··· Dataset excerpts

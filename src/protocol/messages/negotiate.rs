//! SMB2 Negotiate messages

use super::common::{body_field, expect_structure_size, SmbMessage};
use crate::error::{Error, Result};
use crate::protocol::buffer::Buffer;
use crate::protocol::smb2_constants::{
    hash_algorithm, negotiate_context_type, structure_size, SecurityMode, SigningAlgorithmId,
    Smb2Capabilities, Smb2Dialect, SMB2_HEADER_SIZE,
};
use uuid::Uuid;

/// SMB 3.1.1 Negotiate Context
#[derive(Debug, Clone, PartialEq, Eq)]
pub enum NegotiateContext {
    PreauthIntegrityCapabilities {
        hash_algorithms: Vec<u16>,
        salt: Vec<u8>,
    },
    SigningCapabilities {
        algorithms: Vec<SigningAlgorithmId>,
    },
    /// Any context type the engine does not interpret
    Other { context_type: u16, data: Vec<u8> },
}

impl NegotiateContext {
    pub fn preauth_sha512(salt: Vec<u8>) -> Self {
        Self::PreauthIntegrityCapabilities {
            hash_algorithms: vec![hash_algorithm::SHA512],
            salt,
        }
    }

    pub fn context_type(&self) -> u16 {
        match self {
            Self::PreauthIntegrityCapabilities { .. } => {
                negotiate_context_type::PREAUTH_INTEGRITY_CAPABILITIES
            }
            Self::SigningCapabilities { .. } => negotiate_context_type::SIGNING_CAPABILITIES,
            Self::Other { context_type, .. } => *context_type,
        }
    }

    fn data(&self) -> Vec<u8> {
        let mut buf = Buffer::new();
        match self {
            Self::PreauthIntegrityCapabilities {
                hash_algorithms,
                salt,
            } => {
                buf.put_u16_le(hash_algorithms.len() as u16)
                    .put_u16_le(salt.len() as u16);
                for algorithm in hash_algorithms {
                    buf.put_u16_le(*algorithm);
                }
                buf.put_raw(salt);
            }
            Self::SigningCapabilities { algorithms } => {
                buf.put_u16_le(algorithms.len() as u16);
                for algorithm in algorithms {
                    buf.put_u16_le(*algorithm as u16);
                }
            }
            Self::Other { data, .. } => {
                buf.put_raw(data);
            }
        }
        buf.into_vec()
    }

    fn encode(&self, buf: &mut Buffer) {
        let data = self.data();
        buf.put_u16_le(self.context_type())
            .put_u16_le(data.len() as u16)
            .put_reserved(4)
            .put_raw(&data);
    }

    fn decode(buf: &mut Buffer) -> Result<Self> {
        let context_type = buf.read_u16_le()?;
        let data_length = buf.read_u16_le()? as usize;
        buf.skip(4)?;
        let mut data = Buffer::from(buf.read_raw(data_length)?);

        match context_type {
            negotiate_context_type::PREAUTH_INTEGRITY_CAPABILITIES => {
                let count = data.read_u16_le()?;
                let salt_length = data.read_u16_le()? as usize;
                let hash_algorithms = (0..count)
                    .map(|_| data.read_u16_le())
                    .collect::<Result<Vec<_>>>()?;
                let salt = data.read_raw(salt_length)?;
                Ok(Self::PreauthIntegrityCapabilities {
                    hash_algorithms,
                    salt,
                })
            }
            negotiate_context_type::SIGNING_CAPABILITIES => {
                let count = data.read_u16_le()?;
                let algorithms = (0..count)
                    .map(|_| data.read_u16_le().and_then(SigningAlgorithmId::try_from))
                    .collect::<Result<Vec<_>>>()?;
                Ok(Self::SigningCapabilities { algorithms })
            }
            _ => Ok(Self::Other {
                context_type,
                data: data.into_vec(),
            }),
        }
    }
}

/// Write a context list. The first context starts 8-aligned relative to the
/// header; returns the header-relative offset of that first context.
fn encode_contexts(buf: &mut Buffer, contexts: &[NegotiateContext]) -> u32 {
    // Alignment is relative to the header, which is itself 8 bytes long
    buf.align_to(8);
    let offset = (SMB2_HEADER_SIZE + buf.len()) as u32;
    for (index, context) in contexts.iter().enumerate() {
        if index > 0 {
            buf.align_to(8);
        }
        context.encode(buf);
    }
    offset
}

fn decode_contexts(body: &[u8], offset: usize, count: usize) -> Result<Vec<NegotiateContext>> {
    if count == 0 {
        return Ok(Vec::new());
    }
    let start = offset.checked_sub(SMB2_HEADER_SIZE).ok_or_else(|| {
        Error::DecodeFailure(format!("negotiate context offset {} is invalid", offset))
    })?;
    let mut buf = Buffer::from_slice(body);
    buf.set_rpos(start)?;

    let mut contexts = Vec::with_capacity(count);
    for index in 0..count {
        if index > 0 {
            let misalignment = buf.rpos() % 8;
            if misalignment != 0 {
                buf.skip(8 - misalignment)?;
            }
        }
        contexts.push(NegotiateContext::decode(&mut buf)?);
    }
    Ok(contexts)
}

/// SMB2 Negotiate Request
#[derive(Debug, Clone, PartialEq, Eq)]
pub struct Smb2NegotiateRequest {
    pub security_mode: SecurityMode,
    pub capabilities: Smb2Capabilities,
    pub client_guid: Uuid,
    pub dialects: Vec<Smb2Dialect>,
    /// Sent only when 3.1.1 is offered
    pub negotiate_contexts: Vec<NegotiateContext>,
}

impl Smb2NegotiateRequest {
    pub fn new(dialects: Vec<Smb2Dialect>) -> Self {
        Self {
            security_mode: SecurityMode::SIGNING_ENABLED,
            capabilities: Smb2Capabilities::empty(),
            client_guid: Uuid::new_v4(),
            dialects,
            negotiate_contexts: Vec::new(),
        }
    }

    pub fn with_contexts(mut self, contexts: Vec<NegotiateContext>) -> Self {
        self.negotiate_contexts = contexts;
        self
    }

    pub fn offers_smb311(&self) -> bool {
        self.dialects.contains(&Smb2Dialect::Smb311)
    }
}

impl SmbMessage for Smb2NegotiateRequest {
    fn parse(body: &[u8]) -> Result<Self> {
        let mut buf = Buffer::from_slice(body);
        expect_structure_size(&mut buf, structure_size::NEGOTIATE_REQUEST, "negotiate request")?;

        let dialect_count = buf.read_u16_le()?;
        let security_mode = SecurityMode::from_bits_truncate(buf.read_u16_le()?);
        buf.skip(2)?;
        let capabilities = Smb2Capabilities::from_bits_truncate(buf.read_u32_le()?);
        let client_guid = Uuid::from_bytes_le(buf.read_array()?);
        let context_offset = buf.read_u32_le()? as usize;
        let context_count = buf.read_u16_le()? as usize;
        buf.skip(2)?;

        let dialects = (0..dialect_count)
            .map(|_| buf.read_u16_le().and_then(Smb2Dialect::try_from))
            .collect::<Result<Vec<_>>>()?;

        let negotiate_contexts = if dialects.contains(&Smb2Dialect::Smb311) {
            decode_contexts(body, context_offset, context_count)?
        } else {
            Vec::new()
        };

        Ok(Self {
            security_mode,
            capabilities,
            client_guid,
            dialects,
            negotiate_contexts,
        })
    }

    fn serialize(&self) -> Vec<u8> {
        let mut buf = Buffer::new();
        buf.put_u16_le(structure_size::NEGOTIATE_REQUEST)
            .put_u16_le(self.dialects.len() as u16)
            .put_u16_le(self.security_mode.bits())
            .put_reserved(2)
            .put_u32_le(self.capabilities.bits())
            .put_raw(&self.client_guid.to_bytes_le());

        // ClientStartTime, or context offset/count when 3.1.1 is offered
        let context_offset_at = buf.len();
        buf.put_u32_le(0)
            .put_u16_le(0)
            .put_reserved(2);

        for dialect in &self.dialects {
            buf.put_u16_le(dialect.to_u16());
        }

        if self.offers_smb311() && !self.negotiate_contexts.is_empty() {
            let offset = encode_contexts(&mut buf, &self.negotiate_contexts);
            // Positions were written above, so patching cannot fail
            let _ = buf.patch_u32_le(context_offset_at, offset);
            let _ = buf.patch_u16_le(context_offset_at + 4, self.negotiate_contexts.len() as u16);
        }

        buf.into_vec()
    }
}

/// SMB2 Negotiate Response
#[derive(Debug, Clone, PartialEq, Eq)]
pub struct Smb2NegotiateResponse {
    pub security_mode: SecurityMode,
    pub dialect_revision: Smb2Dialect,
    pub server_guid: Uuid,
    pub capabilities: Smb2Capabilities,
    pub max_transact_size: u32,
    pub max_read_size: u32,
    pub max_write_size: u32,
    pub system_time: u64,
    pub server_start_time: u64,
    pub security_blob: Vec<u8>,
    pub negotiate_contexts: Vec<NegotiateContext>,
}

impl Smb2NegotiateResponse {
    pub fn new(dialect: Smb2Dialect) -> Self {
        Self {
            security_mode: SecurityMode::SIGNING_ENABLED,
            dialect_revision: dialect,
            server_guid: Uuid::new_v4(),
            capabilities: Smb2Capabilities::empty(),
            max_transact_size: 1048576,
            max_read_size: 1048576,
            max_write_size: 1048576,
            system_time: 0,
            server_start_time: 0,
            security_blob: Vec::new(),
            negotiate_contexts: Vec::new(),
        }
    }

    /// Signing algorithm selected by the server, if it sent the context
    pub fn signing_algorithm(&self) -> Option<SigningAlgorithmId> {
        self.negotiate_contexts.iter().find_map(|context| match context {
            NegotiateContext::SigningCapabilities { algorithms } => algorithms.first().copied(),
            _ => None,
        })
    }

    /// Preauth hash algorithm selected by the server
    pub fn preauth_hash_algorithm(&self) -> Option<u16> {
        self.negotiate_contexts.iter().find_map(|context| match context {
            NegotiateContext::PreauthIntegrityCapabilities {
                hash_algorithms, ..
            } => hash_algorithms.first().copied(),
            _ => None,
        })
    }
}

impl SmbMessage for Smb2NegotiateResponse {
    fn parse(body: &[u8]) -> Result<Self> {
        let mut buf = Buffer::from_slice(body);
        expect_structure_size(
            &mut buf,
            structure_size::NEGOTIATE_RESPONSE,
            "negotiate response",
        )?;

        let security_mode = SecurityMode::from_bits_truncate(buf.read_u16_le()?);
        let dialect_revision = Smb2Dialect::try_from(buf.read_u16_le()?)?;
        let context_count = buf.read_u16_le()? as usize;
        let server_guid = Uuid::from_bytes_le(buf.read_array()?);
        let capabilities = Smb2Capabilities::from_bits_truncate(buf.read_u32_le()?);
        let max_transact_size = buf.read_u32_le()?;
        let max_read_size = buf.read_u32_le()?;
        let max_write_size = buf.read_u32_le()?;
        let system_time = buf.read_u64_le()?;
        let server_start_time = buf.read_u64_le()?;
        let security_buffer_offset = buf.read_u16_le()? as usize;
        let security_buffer_length = buf.read_u16_le()? as usize;
        let context_offset = buf.read_u32_le()? as usize;

        let security_blob = body_field(
            body,
            security_buffer_offset,
            security_buffer_length,
            "negotiate security buffer",
        )?;

        let negotiate_contexts = if dialect_revision == Smb2Dialect::Smb311 {
            decode_contexts(body, context_offset, context_count)?
        } else {
            Vec::new()
        };

        Ok(Self {
            security_mode,
            dialect_revision,
            server_guid,
            capabilities,
            max_transact_size,
            max_read_size,
            max_write_size,
            system_time,
            server_start_time,
            security_blob,
            negotiate_contexts,
        })
    }

    fn serialize(&self) -> Vec<u8> {
        let mut buf = Buffer::new();
        let with_contexts =
            self.dialect_revision == Smb2Dialect::Smb311 && !self.negotiate_contexts.is_empty();

        buf.put_u16_le(structure_size::NEGOTIATE_RESPONSE)
            .put_u16_le(self.security_mode.bits())
            .put_u16_le(self.dialect_revision.to_u16())
            .put_u16_le(if with_contexts {
                self.negotiate_contexts.len() as u16
            } else {
                0
            })
            .put_raw(&self.server_guid.to_bytes_le())
            .put_u32_le(self.capabilities.bits())
            .put_u32_le(self.max_transact_size)
            .put_u32_le(self.max_read_size)
            .put_u32_le(self.max_write_size)
            .put_u64_le(self.system_time)
            .put_u64_le(self.server_start_time);

        let blob_offset = if self.security_blob.is_empty() {
            0
        } else {
            (SMB2_HEADER_SIZE + 64) as u16
        };
        buf.put_u16_le(blob_offset)
            .put_u16_le(self.security_blob.len() as u16);
        let context_offset_at = buf.len();
        buf.put_u32_le(0).put_raw(&self.security_blob);

        if with_contexts {
            let offset = encode_contexts(&mut buf, &self.negotiate_contexts);
            let _ = buf.patch_u32_le(context_offset_at, offset);
        } else if self.security_blob.is_empty() {
            // StructureSize 65 counts one byte of the variable buffer
            buf.put_reserved(1);
        }

        buf.into_vec()
    }
}
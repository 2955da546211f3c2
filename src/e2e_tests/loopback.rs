//! In-process transport pair for driving the client against a mock server
//!
//! The client end is a [`StreamTransport`] over one side of a tokio duplex
//! pipe; the server end gets the framed halves of the other side, so both
//! directions exercise the real direct-TCP framing.

use crate::client::{ClientConfig, Connection};
use crate::error::Result;
use crate::transport::tcp::{split_framed, FramedReader, FramedWriter, StreamTransport};
use std::net::SocketAddr;
use tokio::io::{duplex, DuplexStream, ReadHalf, WriteHalf};

const PIPE_CAPACITY: usize = 1 << 20;

/// Server side of a loopback pipe
pub struct ServerEnd {
    pub reader: FramedReader<ReadHalf<DuplexStream>>,
    pub writer: FramedWriter<WriteHalf<DuplexStream>>,
}

/// A connected transport pair using an in-memory pipe
pub struct LoopbackTransport;

impl LoopbackTransport {
    pub fn pair() -> (StreamTransport<DuplexStream>, ServerEnd) {
        let (client, server) = duplex(PIPE_CAPACITY);
        let (reader, writer) = split_framed(server);
        let addr: SocketAddr = ([127, 0, 0, 1], 445).into();
        (
            StreamTransport::new(client).with_remote_addr(addr),
            ServerEnd { reader, writer },
        )
    }

    /// A client connection over a fresh pipe; the receive loop is running
    pub fn connect(config: ClientConfig) -> Result<(Connection, ServerEnd)> {
        let (transport, server) = Self::pair();
        let connection = Connection::new(Box::new(transport), config)?;
        Ok((connection, server))
    }
}

#[cfg(test)]
mod tests {
    use super::*;
    use crate::client::ConnectionState;

    #[tokio::test]
    async fn test_loopback_connection_starts_created() {
        let (connection, _server) = LoopbackTransport::connect(ClientConfig::default()).unwrap();
        assert_eq!(connection.state(), ConnectionState::Created);
        assert_eq!(
            connection.remote_addr(),
            Some(([127, 0, 0, 1], 445).into())
        );
    }

    #[tokio::test]
    async fn test_dropping_server_end_disconnects_client() {
        let (connection, server) = LoopbackTransport::connect(ClientConfig::default()).unwrap();
        drop(server);
        tokio::time::timeout(std::time::Duration::from_secs(2), connection.wait_disconnected())
            .await
            .unwrap();
        assert_eq!(connection.state(), ConnectionState::Disconnected);
    }
}
//! Tree connects: requests scoped to one share

use super::connection::ConnectionInner;
use super::request::Request;
use crate::error::{Error, Result};
use crate::protocol::messages::common::{Smb2EmptyBody, SmbMessage};
use crate::protocol::messages::create::{Smb2CreateRequest, Smb2CreateResponse};
use crate::protocol::messages::oplock::Smb2OplockBreak;
use crate::protocol::messages::tree::Smb2TreeConnectResponse;
use crate::protocol::packet::Packet;
use crate::protocol::smb2_constants::{
    DesiredAccess, ShareCapabilities, ShareFlags, ShareType, Smb2Command,
};
use parking_lot::Mutex;
use std::sync::{Arc, Weak};
use tracing::debug;

#[derive(Debug, Clone, Copy, PartialEq, Eq)]
pub enum TreeState {
    New,
    Connected,
    Disconnected,
}

pub struct TreeConnect {
    connection: Weak<ConnectionInner>,
    session_id: u64,
    tree_id: u32,
    path: String,
    share: Smb2TreeConnectResponse,
    state: Mutex<TreeState>,
}

impl TreeConnect {
    pub(crate) fn new(
        connection: Weak<ConnectionInner>,
        session_id: u64,
        tree_id: u32,
        path: String,
        share: Smb2TreeConnectResponse,
    ) -> Self {
        Self {
            connection,
            session_id,
            tree_id,
            path,
            share,
            state: Mutex::new(TreeState::Connected),
        }
    }

    pub fn tree_id(&self) -> u32 {
        self.tree_id
    }

    pub fn session_id(&self) -> u64 {
        self.session_id
    }

    pub fn path(&self) -> &str {
        &self.path
    }

    pub fn share_type(&self) -> ShareType {
        self.share.share_type
    }

    pub fn share_flags(&self) -> ShareFlags {
        self.share.share_flags
    }

    pub fn capabilities(&self) -> ShareCapabilities {
        self.share.capabilities
    }

    pub fn maximal_access(&self) -> DesiredAccess {
        self.share.maximal_access
    }

    pub fn state(&self) -> TreeState {
        *self.state.lock()
    }

    fn connection(&self) -> Result<Arc<ConnectionInner>> {
        let state = self.state();
        if state != TreeState::Connected {
            return Err(Error::InvalidState(format!("tree connect is {:?}", state)));
        }
        self.connection
            .upgrade()
            .ok_or_else(|| Error::TransportFailure("connection is gone".to_string()))
    }

    /// Send a request scoped to this share
    pub async fn request(&self, request: Request) -> Result<Packet> {
        let inner = self.connection()?;
        inner
            .request(request.with_session(self.session_id).with_tree(self.tree_id))
            .await
    }

    /// Send a CREATE. Handlers see the request when it is sent and the
    /// response when it arrives.
    pub async fn create(&self, create: &Smb2CreateRequest) -> Result<Smb2CreateResponse> {
        let request = Request::from_message(Smb2Command::Create, create)
            .with_create_path(create.name.clone());
        let packet = self.request(request).await?.into_result()?;
        Smb2CreateResponse::parse(packet.payload())
    }

    /// Acknowledge an oplock break with the level the client keeps
    pub async fn acknowledge_oplock_break(&self, acknowledgment: &Smb2OplockBreak) -> Result<()> {
        let request = Request::from_message(Smb2Command::OplockBreak, acknowledgment);
        self.request(request).await?.into_result()?;
        Ok(())
    }

    /// Leave the share. The session stays established.
    pub async fn disconnect(&self) -> Result<()> {
        let inner = self.connection()?;
        let outcome = inner
            .request(
                Request::from_message(Smb2Command::TreeDisconnect, &Smb2EmptyBody)
                    .with_session(self.session_id)
                    .with_tree(self.tree_id),
            )
            .await;
        *self.state.lock() = TreeState::Disconnected;
        outcome?.into_result()?;
        debug!("Disconnected from tree {} ({})", self.tree_id, self.path);
        Ok(())
    }
}

impl std::fmt::Debug for TreeConnect {
    fn fmt(&self, f: &mut std::fmt::Formatter<'_>) -> std::fmt::Result {
        f.debug_struct("TreeConnect")
            .field("tree_id", &self.tree_id)
            .field("path", &self.path)
            .field("share_type", &self.share.share_type)
            .field("state", &self.state())
            .finish()
    }
}
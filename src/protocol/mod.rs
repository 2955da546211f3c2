//! SMB2 wire protocol: codec, header, packets, signing and command bodies

pub mod buffer;
pub mod header;
pub mod messages;
pub mod packet;
pub mod preauth;
pub mod signing;
pub mod smb2_constants;

pub use buffer::{Buffer, Charset, Endian};
pub use header::Smb2Header;
pub use packet::Packet;
pub use signing::SigningContext;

······

• The task:
From the listing above, collect each line in which the string "SocketAddr" appears.

• Response to the exercise:
use std::net::SocketAddr;
        let addr: SocketAddr = ([127, 0, 0, 1], 445).into();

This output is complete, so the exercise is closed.